Last Updated: Wednesday, 30 July 2014, 08:30 GMT

Gambia must drop treason charges against activists

Publisher Amnesty International
Publication Date 22 July 2011
Cite as Amnesty International, Gambia must drop treason charges against activists, 22 July 2011, available at: http://www.refworld.org/docid/4e2fd2ef2.html [accessed 30 July 2014]
DisclaimerThis is not a UNHCR publication. UNHCR is not responsible for, nor does it necessarily endorse, its content. Any views expressed are solely those of the author or publisher and do not necessarily reflect those of UNHCR, the United Nations or its Member States.

Gambia must immediately drop treason charges against five activists, including three journalists and an opposition politician, Amnesty International said today.

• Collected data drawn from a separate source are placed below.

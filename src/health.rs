use crate::state::AppState;
use axum::{
    Json,
    extract::State,
    http::StatusCode,
    response::{IntoResponse, Response},
};
use serde::{Deserialize, Serialize};
use std::collections::BTreeMap;
use std::sync::Arc;

#[derive(Debug, Clone, Copy, PartialEq, Eq, Serialize, Deserialize)]
#[serde(rename_all = "lowercase")]
pub enum HealthStatus {
    Healthy,
    /// Serving traffic with an optional integration missing or failing
    Degraded,
    Unhealthy,
}

impl HealthStatus {
    pub fn status_code(&self) -> StatusCode {
        match self {
            HealthStatus::Healthy | HealthStatus::Degraded => StatusCode::OK,
            HealthStatus::Unhealthy => StatusCode::SERVICE_UNAVAILABLE,
        }
    }

    /// The worse of the two.
    pub fn combine(self, other: Self) -> Self {
        match (self, other) {
            (HealthStatus::Unhealthy, _) | (_, HealthStatus::Unhealthy) => HealthStatus::Unhealthy,
            (HealthStatus::Degraded, _) | (_, HealthStatus::Degraded) => HealthStatus::Degraded,
            _ => HealthStatus::Healthy,
        }
    }
}

#[derive(Debug, Clone, Serialize, Deserialize)]
pub struct ComponentHealth {
    pub component: String,
    pub status: HealthStatus,
    #[serde(skip_serializing_if = "Option::is_none")]
    pub error: Option<String>,
    pub timestamp: i64,
    #[serde(skip_serializing_if = "Option::is_none")]
    pub details: Option<serde_json::Value>,
}

impl ComponentHealth {
    fn with(
        component: impl Into<String>,
        status: HealthStatus,
        error: Option<String>,
        details: Option<serde_json::Value>,
    ) -> Self {
        Self {
            component: component.into(),
            status,
            error,
            timestamp: now(),
            details,
        }
    }

    pub fn healthy(component: impl Into<String>, details: serde_json::Value) -> Self {
        Self::with(component, HealthStatus::Healthy, None, Some(details))
    }

    pub fn degraded(component: impl Into<String>, error: impl Into<String>) -> Self {
        Self::with(component, HealthStatus::Degraded, Some(error.into()), None)
    }

    pub fn unhealthy(component: impl Into<String>, error: impl Into<String>) -> Self {
        Self::with(component, HealthStatus::Unhealthy, Some(error.into()), None)
    }
}

#[derive(Debug, Clone, Serialize, Deserialize)]
pub struct HealthResponse {
    pub status: HealthStatus,
    pub timestamp: i64,
    pub version: String,
}

impl IntoResponse for HealthResponse {
    fn into_response(self) -> Response {
        let status = self.status.status_code();
        (status, Json(self)).into_response()
    }
}

#[derive(Debug, Clone, Serialize, Deserialize)]
pub struct ReadinessResponse {
    pub ready: bool,
    pub status: HealthStatus,
    pub timestamp: i64,
    #[serde(skip_serializing_if = "Vec::is_empty")]
    pub not_ready: Vec<String>,
}

impl IntoResponse for ReadinessResponse {
    fn into_response(self) -> Response {
        let status = if self.ready {
            StatusCode::OK
        } else {
            StatusCode::SERVICE_UNAVAILABLE
        };
        (status, Json(self)).into_response()
    }
}

#[derive(Debug, Clone, Serialize, Deserialize)]
pub struct ComponentHealthResponse {
    pub status: HealthStatus,
    pub timestamp: i64,
    pub components: BTreeMap<String, ComponentHealth>,
}

impl IntoResponse for ComponentHealthResponse {
    fn into_response(self) -> Response {
        let status = self.status.status_code();
        (status, Json(self)).into_response()
    }
}

/// Runs component checks against the live application state.
#[derive(Clone)]
pub struct HealthChecker {
    state: Arc<AppState>,
}

impl HealthChecker {
    pub fn new(state: Arc<AppState>) -> Self {
        Self { state }
    }

    /// Healthy whenever the process can answer.
    pub fn liveness(&self) -> HealthResponse {
        HealthResponse {
            status: HealthStatus::Healthy,
            timestamp: now(),
            version: env!("CARGO_PKG_VERSION").to_string(),
        }
    }

    /// Ready unless a required component is unhealthy. Degraded integrations do not block traffic.
    pub async fn readiness(&self) -> ReadinessResponse {
        let components = self.check_all_components().await;
        let mut overall = HealthStatus::Healthy;
        let mut not_ready = Vec::new();

        for (name, health) in &components {
            overall = overall.combine(health.status);
            if health.status == HealthStatus::Unhealthy {
                not_ready.push(name.clone());
            }
        }

        ReadinessResponse {
            ready: overall != HealthStatus::Unhealthy,
            status: overall,
            timestamp: now(),
            not_ready,
        }
    }

    pub async fn components(&self) -> ComponentHealthResponse {
        let components = self.check_all_components().await;
        let status = components
            .values()
            .fold(HealthStatus::Healthy, |acc, h| acc.combine(h.status));

        ComponentHealthResponse {
            status,
            timestamp: now(),
            components,
        }
    }

    async fn check_all_components(&self) -> BTreeMap<String, ComponentHealth> {
        let mut components = BTreeMap::new();
        components.insert("catalog".to_string(), self.check_catalog());
        components.insert("post_store".to_string(), self.check_post_store().await);
        components.insert("mailer".to_string(), self.check_mailer());
        components.insert("ai".to_string(), self.check_generator());
        components
    }

    fn check_catalog(&self) -> ComponentHealth {
        let catalog = self.state.catalog();
        if catalog.products().is_empty() || catalog.services().is_empty() || catalog.cities().is_empty()
        {
            return ComponentHealth::unhealthy("catalog", "catalog has an empty section");
        }
        ComponentHealth::healthy(
            "catalog",
            serde_json::json!({
                "products": catalog.products().len(),
                "services": catalog.services().len(),
                "cities": catalog.cities().len(),
            }),
        )
    }

    async fn check_post_store(&self) -> ComponentHealth {
        match self.state.posts().list().await {
            Ok(posts) => {
                let published = posts.iter().filter(|p| p.is_published()).count();
                ComponentHealth::healthy(
                    "post_store",
                    serde_json::json!({
                        "posts": posts.len(),
                        "published": published,
                    }),
                )
            }
            Err(e) => ComponentHealth::unhealthy("post_store", format!("failed to list posts: {e}")),
        }
    }

    fn check_mailer(&self) -> ComponentHealth {
        let mailer = self.state.mailer();
        if mailer.delivers() {
            ComponentHealth::healthy("mailer", serde_json::json!({ "provider": mailer.name() }))
        } else {
            ComponentHealth::degraded(
                "mailer",
                "no mail provider configured, notifications are only logged",
            )
        }
    }

    fn check_generator(&self) -> ComponentHealth {
        let generator = self.state.generator();
        if generator.is_configured() {
            ComponentHealth::healthy("ai", serde_json::json!({ "provider": generator.name() }))
        } else {
            ComponentHealth::degraded("ai", "no AI provider configured, draft generation disabled")
        }
    }
}

fn now() -> i64 {
    chrono::Utc::now().timestamp()
}

pub async fn liveness_handler(State(checker): State<Arc<HealthChecker>>) -> impl IntoResponse {
    checker.liveness()
}

pub async fn readiness_handler(State(checker): State<Arc<HealthChecker>>) -> impl IntoResponse {
    checker.readiness().await
}

pub async fn components_handler(State(checker): State<Arc<HealthChecker>>) -> impl IntoResponse {
    checker.components().await
}

#[cfg(test)]
mod tests {
    use super::*;
    use crate::blog::JsonFilePostStore;
    use crate::catalog::Catalog;
    use crate::config::ServerConfig;

    #[test]
    fn health_status_combine() {
        assert_eq!(
            HealthStatus::Healthy.combine(HealthStatus::Degraded),
            HealthStatus::Degraded
        );
        assert_eq!(
            HealthStatus::Degraded.combine(HealthStatus::Unhealthy),
            HealthStatus::Unhealthy
        );
        assert_eq!(
            HealthStatus::Healthy.combine(HealthStatus::Healthy),
            HealthStatus::Healthy
        );
    }

    #[test]
    fn health_status_codes() {
        assert_eq!(HealthStatus::Degraded.status_code(), StatusCode::OK);
        assert_eq!(
            HealthStatus::Unhealthy.status_code(),
            StatusCode::SERVICE_UNAVAILABLE
        );
    }

    #[tokio::test]
    async fn unconfigured_integrations_are_degraded_but_ready() {
        let state = AppState::new(
            Arc::new(ServerConfig::default()),
            Catalog::try_builtin().unwrap(),
            Arc::new(JsonFilePostStore::in_memory()),
        )
        .unwrap();
        let checker = HealthChecker::new(Arc::new(state));

        let components = checker.components().await;
        assert_eq!(components.status, HealthStatus::Degraded);
        assert_eq!(components.components["catalog"].status, HealthStatus::Healthy);
        assert_eq!(components.components["post_store"].status, HealthStatus::Healthy);
        assert_eq!(components.components["mailer"].status, HealthStatus::Degraded);
        assert_eq!(components.components["ai"].status, HealthStatus::Degraded);

        let readiness = checker.readiness().await;
        assert!(readiness.ready);
        assert!(readiness.not_ready.is_empty());
    }
}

The five activists, including the former President of the Gambia Press Union, Ndey Tapha Sosseh and Amadou Scattred Janneh, a former minister of Information and Communication, were charged on Tuesday in connection with the distribution of t-shirts calling for an "end to dictatorship in the Gambia'. Treason carries the death penalty in Gambia.

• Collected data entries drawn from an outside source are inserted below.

use axum::Json;
use axum::body::Bytes;
use axum::extract::State;
use serde::Serialize;
use std::sync::Arc;
use uuid::Uuid;

use super::extract::ClientKey;
use crate::contact::ContactRequest;
use crate::error::{ApiError, ErrorCode};
use crate::metrics::{ContactOutcome, METRICS};
use crate::rate_limit::RateDecision;
use crate::state::AppState;

#[derive(Debug, Serialize)]
pub struct ContactAccepted {
    pub success: bool,
    pub id: Uuid,
    pub message: &'static str,
}

/// `POST /api/contact`
///
/// The body is parsed after the rate limit check so malformed requests use up
/// the client's budget too.
pub async fn submit(
    State(state): State<Arc<AppState>>,
    ClientKey(client): ClientKey,
    body: Bytes,
) -> Result<Json<ContactAccepted>, ApiError> {
    if let RateDecision::Limited { retry_after } = state.rate_limiter().check(&client) {
        METRICS.record_contact_submission(ContactOutcome::RateLimited);
        tracing::info!(client = %client, retry_after_secs = retry_after.as_secs(), "contact rate limit hit");
        // Round up so clients never retry inside the window.
        let seconds = retry_after.as_secs() + u64::from(retry_after.subsec_nanos() > 0);
        return Err(ApiError::builder(ErrorCode::RateLimited)
            .message("too many contact requests, please try again later")
            .retry_after(seconds.max(1))
            .build());
    }

    let request: ContactRequest = serde_json::from_slice(&body).map_err(|error| {
        METRICS.record_contact_submission(ContactOutcome::Invalid);
        ApiError::builder(ErrorCode::InvalidRequest)
            .message(format!("invalid JSON body: {error}"))
            .build()
    })?;

    let submission = request.validate().inspect_err(|_| {
        METRICS.record_contact_submission(ContactOutcome::Invalid);
    })?;

    let email = state
        .notifications()
        .contact_notification(&submission)
        .inspect_err(|_| METRICS.record_contact_submission(ContactOutcome::MailFailed))?;

    if let Err(error) = state.mailer().send(&email).await {
        METRICS.record_contact_submission(ContactOutcome::MailFailed);
        tracing::error!(
            contact.id = %submission.id,
            mailer = state.mailer().name(),
            %error,
            "failed to deliver contact notification"
        );
        return Err(error.into());
    }

    METRICS.record_contact_submission(ContactOutcome::Sent);
    tracing::info!(
        contact.id = %submission.id,
        contact.product = submission.product.as_deref().unwrap_or("-"),
        mailer = state.mailer().name(),
        "contact submission accepted"
    );

    Ok(Json(ContactAccepted {
        success: true,
        id: submission.id,
        message: "Thank you for your enquiry. Our team will contact you shortly.",
    }))
}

The call comes as Amnesty International launches a major campaign detailing how cases of enforced disappearances are yet to be resolved, those involved in unlawful killings have not been identified and bought to justice, and torture is still widely used by the security forces.

Most victims of enforced disappearances in Gambia are journalists, opposition party members or security force personnel. Investigations by the authorities rarely take place and perpetrators are not brought to justice.

"President Jammeh must stop these acts of persecution," said Tawanda Hondora, Deputy Director of Amnesty International's Africa Programme.

"All charges should be dropped immediately. These people are being punished for peacefully expressing their views. Those in detention are prisoners of conscience, who should be released immediately and unconditionally."

Ndey Tapha Sosseh is currently living in Mali and was charged in absentia.

"President Jammeh marks July 22 each year as ‘Freedom Day' and yet Gambia is ruled with an iron fist by a government that ruthlessly quashes all forms of dissent," said Tawanda Hondora, Amnesty International's deputy Africa director.

"Instead of celebrating ‘Freedom Day', the Gambian authorities must act to end human rights abuses and the culture of fear", he added.

Repression of the media has a long history in Gambia. The lack of independence of the judiciary in cases involving journalists and human rights defenders is also increasing. 

Amnesty International, along with civil society groups across Africa, has organized a day of action to protest continuing human rights violations in Gambia, including repression of the media.

Extrajudicial executions have been routinely carried out in Gambia especially against members of the security forces who oppose the government.

Amnesty International has also documented cases in which students, journalists and foreign nationals have been killed by security personnel.